For a restaurateur, he’s led quite a life. He’s sandy-haired and very trim, as befits a man who goes to the gym three times a week. “Between 30 and 50, I gained maybe two kilos,” he tells me – and he is indeed 50, having marked his half-century in April. (Is he where a 50-year-old should be in life? “It depends on the 50-year-old,” he replies airily, “and where he wants to be.”) He tends to smile more than laugh – but when he does laugh the eyes disappear, and the lips pull back to reveal very white teeth. He says he’s the listening type, his girlfriend being the one who likes to talk (“She’s brilliant!” he adds hastily) – but has no problem turning raconteur for an hour and a half, his Brazilian adventure bearing all the hallmarks of a party-piece he’s told before loads of times. But we’ll get to that later.
We meet in his flat, at 3pm – that being almost the only hour when a man in his position is free: he started work at 8 this morning, will go back around 6, and plans to stay at the Bistro till it shuts at 1am. This is fairly typical. “I work about 300 hours a month,” calculates Sean, and it’s been his life for as long as he can remember. One of his most vivid childhood memories is from a day just before he turned 14, as he sat in the kitchen peeling potatoes with his mother. “You know your 14th birthday’s coming up?” said his mum. I know, he replied, expecting a question about what he wanted for his birthday – and was staggered when she asked: “You don’t think it’s time you found a job?”. “Two weeks later I started work,” recalls Sean – three nights a week clearing tables in a bar, then weekends at the fruit market from 4am to midday at 50p an hour. “And I’ve never stopped.”
Work has always defined him. Sports were also important, in his youth: he played schoolboy football for Liverpool, and made the semi-finals of the ABA Under-16 schoolboy boxing championship. Sport was how he channelled his rage and aggression, growing up “in a three-bedroom council house in Liverpool with 11 children”. Five of the kids were his siblings, the rest his cousins, adopted after the death of their mother. Dad was an illiterate labourer who’d come over from Ireland to work on the roads; Mum had a job in a launderette, and could read and write – though the first time Sean read a book was when he did his ‘O’ Levels; before that, “the only thing in the house was the Daily Mirror, and it was usually the horse racing page”.

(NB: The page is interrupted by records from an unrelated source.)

//! In-memory RGB image buffer.
//!
//! A [`PixelBuffer`] owns a contiguous, row-major array of [`Rgb`] pixels with
//! its origin at the top-left corner. The declared [`BitDepth`] only matters
//! when the buffer is written to disk; in memory every pixel carries three
//! 8-bit channels.

use std::path::Path;

use ndarray::{Array3, ArrayView3};

use crate::error::{Error, Result};

/// A single pixel with three 8-bit channels.
#[derive(Debug, Clone, Copy, Default, PartialEq, Eq, Hash, PartialOrd, Ord)]
pub struct Rgb {
    pub r: u8,
    pub g: u8,
    pub b: u8,
}

impl Rgb {
    pub const BLACK: Rgb = Rgb::new(0, 0, 0);
    pub const WHITE: Rgb = Rgb::new(255, 255, 255);

    pub const fn new(r: u8, g: u8, b: u8) -> Self {
        Rgb { r, g, b }
    }

    pub const fn gray(v: u8) -> Self {
        Rgb { r: v, g: v, b: v }
    }

    /// Channels widened to f64, in r, g, b order.
    #[inline]
    pub fn to_f64(self) -> [f64; 3] {
        [self.r as f64, self.g as f64, self.b as f64]
    }

    /// Luma `0.299R + 0.587G + 0.114B`.
    #[inline]
    pub fn luma(self) -> f64 {
        0.299 * self.r as f64 + 0.587 * self.g as f64 + 0.114 * self.b as f64
    }

    /// Integer luma in thousandths, exact for gray pixels.
    #[inline]
    pub fn luma_u8(self) -> u8 {
        ((299 * self.r as u32 + 587 * self.g as u32 + 114 * self.b as u32) / 1000) as u8
    }
}

/// Bits per pixel of the on-disk representation.
#[derive(Debug, Clone, Copy, PartialEq, Eq, Hash)]
pub enum BitDepth {
    /// 8-bit palette indices.
    Indexed8,
    /// 24-bit BGR triples.
    Rgb24,
    /// 32-bit BGRX quads.
    Rgb32,
}

impl BitDepth {
    pub fn from_bits(bits: u16) -> Option<Self> {
        match bits {
            8 => Some(BitDepth::Indexed8),
            24 => Some(BitDepth::Rgb24),
            32 => Some(BitDepth::Rgb32),
            _ => None,
        }
    }

    pub fn bits(self) -> u16 {
        match self {
            BitDepth::Indexed8 => 8,
            BitDepth::Rgb24 => 24,
            BitDepth::Rgb32 => 32,
        }
    }

    pub fn bytes_per_pixel(self) -> usize {
        self.bits() as usize / 8
    }
}

/// Owned RGB image. `Clone` produces an independent deep copy.
#[derive(Debug, Clone, PartialEq, Eq)]
pub struct PixelBuffer {
    bit_depth: BitDepth,
    width: usize,
    height: usize,
    pixels: Vec<Rgb>,
}

impl PixelBuffer {
    /// Create a black image of the given size.
    pub fn new(bit_depth: BitDepth, width: usize, height: usize) -> Result<Self> {
        Self::filled(bit_depth, width, height, Rgb::BLACK)
    }

    /// Create an image with every pixel set to `color`.
    pub fn filled(bit_depth: BitDepth, width: usize, height: usize, color: Rgb) -> Result<Self> {
        let len = checked_len(width, height)?;
        Ok(PixelBuffer {
            bit_depth,
            width,
            height,
            pixels: vec![color; len],
        })
    }

    /// Wrap an existing row-major pixel vector.
    pub fn from_pixels(
        bit_depth: BitDepth,
        width: usize,
        height: usize,
        pixels: Vec<Rgb>,
    ) -> Result<Self> {
        let len = checked_len(width, height)?;
        if pixels.len() != len {
            return Err(Error::parameter(format!(
                "expected {len} pixels for {width}x{height}, got {}",
                pixels.len()
            )));
        }
        Ok(PixelBuffer {
            bit_depth,
            width,
            height,
            pixels,
        })
    }

    /// Build a 24-bit buffer from an (height, width, channels) array.
    ///
    /// One channel is replicated to gray, three are taken as RGB and a fourth
    /// (alpha) channel is ignored.
    pub fn from_array(input: ArrayView3<u8>) -> Result<Self> {
        let (height, width, channels) = input.dim();
        if !matches!(channels, 1 | 3 | 4) {
            return Err(Error::parameter(format!(
                "expected 1, 3 or 4 channels, got {channels}"
            )));
        }
        let mut buffer = Self::new(BitDepth::Rgb24, width, height)?;
        for y in 0..height {
            for x in 0..width {
                let px = if channels == 1 {
                    Rgb::gray(input[[y, x, 0]])
                } else {
                    Rgb::new(input[[y, x, 0]], input[[y, x, 1]], input[[y, x, 2]])
                };
                buffer.set(x, y, px);
            }
        }
        Ok(buffer)
    }

    /// Copy into a (height, width, 3) array.
    pub fn to_array(&self) -> Array3<u8> {
        let mut output = Array3::<u8>::zeros((self.height, self.width, 3));
        for y in 0..self.height {
            for x in 0..self.width {
                let px = self.get(x, y);
                output[[y, x, 0]] = px.r;
                output[[y, x, 1]] = px.g;
                output[[y, x, 2]] = px.b;
            }
        }
        output
    }

    /// Read a bitmap file.
    pub fn load<P: AsRef<Path>>(path: P) -> Result<Self> {
        crate::bmp::read(path)
    }

    /// Write this image as a bitmap file.
    pub fn save<P: AsRef<Path>>(&self, path: P) -> Result<()> {
        crate::bmp::write(path, self)
    }

    pub fn bit_depth(&self) -> BitDepth {
        self.bit_depth
    }

    pub fn set_bit_depth(&mut self, bit_depth: BitDepth) {
        self.bit_depth = bit_depth;
    }

    pub fn width(&self) -> usize {
        self.width
    }

    pub fn height(&self) -> usize {
        self.height
    }

    /// Total pixel count.
    pub fn len(&self) -> usize {
        self.pixels.len()
    }

    pub fn is_empty(&self) -> bool {
        self.pixels.is_empty()
    }

    #[inline]
    pub fn index(&self, x: usize, y: usize) -> usize {
        y * self.width + x
    }

    #[inline]
    pub fn get(&self, x: usize, y: usize) -> Rgb {
        self.pixels[self.index(x, y)]
    }

    #[inline]
    pub fn set(&mut self, x: usize, y: usize, px: Rgb) {
        let i = self.index(x, y);
        self.pixels[i] = px;
    }

    pub fn pixels(&self) -> &[Rgb] {
        &self.pixels
    }

    pub fn pixels_mut(&mut self) -> &mut [Rgb] {
        &mut self.pixels
    }

    pub fn into_pixels(self) -> Vec<Rgb> {
        self.pixels
    }

    pub fn same_size(&self, other: &PixelBuffer) -> bool {
        self.width == other.width && self.height == other.height
    }

    pub(crate) fn ensure_same_size(&self, other: &PixelBuffer, what: &str) -> Result<()> {
        if self.same_size(other) {
            Ok(())
        } else {
            Err(Error::parameter(format!(
                "{what} is {}x{}, expected {}x{}",
                other.width, other.height, self.width, self.height
            )))
        }
    }

    /// Nearest-neighbour rescale to `width` x `height`.
    ///
    /// Source coordinates are `floor(i / scale)` with
    /// `scale = (new - 1) / (old - 1)` per axis.
    pub fn resize(&mut self, width: usize, height: usize) -> Result<()> {
        let len = checked_len(width, height)?;
        let scale_x = axis_scale(width, self.width);
        let scale_y = axis_scale(height, self.height);

        let mut pixels = Vec::with_capacity(len);
        for y in 0..height {
            let sy = source_coord(y, scale_y, self.height);
            for x in 0..width {
                let sx = source_coord(x, scale_x, self.width);
                pixels.push(self.get(sx, sy));
            }
        }

        self.width = width;
        self.height = height;
        self.pixels = pixels;
        Ok(())
    }

    /// Crop to the rectangle at (`x`, `y`) of size `width` x `height`.
    pub fn clip(&mut self, x: usize, y: usize, width: usize, height: usize) -> Result<()> {
        let len = checked_len(width, height)?;
        let fits = x.checked_add(width).is_some_and(|r| r <= self.width)
            && y.checked_add(height).is_some_and(|b| b <= self.height);
        if !fits {
            return Err(Error::parameter(format!(
                "clip rectangle {width}x{height}+{x}+{y} exceeds {}x{} image",
                self.width, self.height
            )));
        }

        let mut pixels = Vec::with_capacity(len);
        for row in y..y + height {
            let start = self.index(x, row);
            pixels.extend_from_slice(&self.pixels[start..start + width]);
        }

        self.width = width;
        self.height = height;
        self.pixels = pixels;
        Ok(())
    }
}

fn checked_len(width: usize, height: usize) -> Result<usize> {
    if width == 0 || height == 0 {
        return Err(Error::parameter(format!(
            "image dimensions must be positive, got {width}x{height}"
        )));
    }
    width
        .checked_mul(height)
        .ok_or_else(|| Error::parameter(format!("image too large: {width}x{height}")))
}

fn axis_scale(new: usize, old: usize) -> f64 {
    if new <= 1 || old <= 1 {
        return 0.0;
    }
    (new - 1) as f64 / (old - 1) as f64
}

fn source_coord(i: usize, scale: f64, old: usize) -> usize {
    if scale == 0.0 {
        return 0;
    }
    ((i as f64 / scale) as usize).min(old - 1)
}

Of those 11 kids, he’s the only one who went to university (three years at Stirling, doing Politics and Economics). Indeed, it’s worth noting the human cost of growing up in such a rough environment: his eldest sister died last month, one of his brothers is in rehab for cocaine addiction; of the five adopted cousins – all of them younger than Sean – three have also died, all three having killed themselves after a lifetime of drink and drug problems. The family lived on a cul-de-sac, with all the kids playing outside in the street; from his gang of friends at the time, maybe three (including Sean himself) managed to escape and succeed. Twice that number ended up in prison.
Was it at least a happy home, despite all the hardship?
“It was tough at times, because my father drank. A lot. And – it was a hard upbringing.”
What happened when he drank?
“I mean, he was very violent,” replies Sean softly. “Very violent. But at that time, it was par for the course. I mean, most of my friends suffered the same. It wasn’t something you complained about”. Sean bore the brunt of his father’s wrath: “I was, I suppose, the strongest one in the family. And it was impossible to break me”. He recalls being knocked down at 15, then taunting his dad for more. “He hit me again. ‘Now hit me again!’ I wouldn’t bow to him.”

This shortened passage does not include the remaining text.